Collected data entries
- Opening Delimiter -

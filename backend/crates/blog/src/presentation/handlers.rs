//! HTTP Handlers

use axum::Json;
use axum::extract::rejection::{JsonRejection, QueryRejection};
use axum::extract::{Path, Query, State};
use serde_json::Value;
use std::sync::Arc;

use auth::AuthUser;
use auth::presentation::dto::MessageResponse;
use kernel::id::PostId;

use crate::application::{
    CreatePostUseCase, DeletePostUseCase, GetPostUseCase, ListPostsUseCase, UpdatePostUseCase,
};
use crate::domain::{PostRepository, schema};
use crate::error::{BlogError, BlogResult};
use crate::presentation::dto::{PostQuery, PostResponse};

/// Shared state for post handlers
pub struct BlogAppState<P> {
    pub repo: Arc<P>,
}

impl<P> Clone for BlogAppState<P> {
    fn clone(&self) -> Self {
        Self {
            repo: self.repo.clone(),
        }
    }
}

/// GET /
pub async fn list_posts<P>(State(state): State<BlogAppState<P>>) -> BlogResult<Json<Vec<PostResponse>>>
where
    P: PostRepository + Send + Sync + 'static,
{
    let posts = ListPostsUseCase::new(state.repo.clone()).execute().await?;
    Ok(Json(posts.into_iter().map(PostResponse::from).collect()))
}

/// GET /post?id=
pub async fn get_post<P>(
    State(state): State<BlogAppState<P>>,
    query: Result<Query<PostQuery>, QueryRejection>,
) -> BlogResult<Json<PostResponse>>
where
    P: PostRepository + Send + Sync + 'static,
{
    let Query(query) = query.map_err(|_| BlogError::InvalidPostId)?;
    let id = query
        .id
        .as_deref()
        .and_then(PostId::parse)
        .ok_or(BlogError::InvalidPostId)?;

    let post = GetPostUseCase::new(state.repo.clone()).execute(id).await?;
    Ok(Json(post.into()))
}

/// POST /create
pub async fn create_post<P>(
    State(state): State<BlogAppState<P>>,
    AuthUser(user): AuthUser,
    payload: Result<Json<Value>, JsonRejection>,
) -> BlogResult<Json<PostResponse>>
where
    P: PostRepository + Send + Sync + 'static,
{
    let Json(payload) = payload?;
    let draft = schema::validate_new_post(&payload)?;

    let post = CreatePostUseCase::new(state.repo.clone())
        .execute(user.id, draft)
        .await?;
    Ok(Json(post.into()))
}

/// PUT /update
pub async fn update_post<P>(
    State(state): State<BlogAppState<P>>,
    AuthUser(user): AuthUser,
    payload: Result<Json<Value>, JsonRejection>,
) -> BlogResult<Json<MessageResponse>>
where
    P: PostRepository + Send + Sync + 'static,
{
    let Json(payload) = payload?;
    let update = schema::validate_post_update(&payload)?;

    UpdatePostUseCase::new(state.repo.clone())
        .execute(user.id, update.id, update.draft)
        .await?;
    Ok(Json(MessageResponse::new("Post updated successfully")))
}

/// POST /delete/{id}
pub async fn delete_post<P>(
    State(state): State<BlogAppState<P>>,
    AuthUser(user): AuthUser,
    Path(raw_id): Path<String>,
) -> BlogResult<Json<MessageResponse>>
where
    P: PostRepository + Send + Sync + 'static,
{
    let id = PostId::parse(&raw_id).ok_or(BlogError::InvalidPostId)?;

    DeletePostUseCase::new(state.repo.clone())
        .execute(user.id, id)
        .await?;
    Ok(Json(MessageResponse::new("Post deleted successfully")))
}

- Closing Delimiter -

# WORK REQUIRED
Go line by line through the records and copy those that contain the word "GetPostUseCase".

# THE ANSWER
    CreatePostUseCase, DeletePostUseCase, GetPostUseCase, ListPostsUseCase, UpdatePostUseCase,
    let post = GetPostUseCase::new(state.repo.clone()).execute(id).await?;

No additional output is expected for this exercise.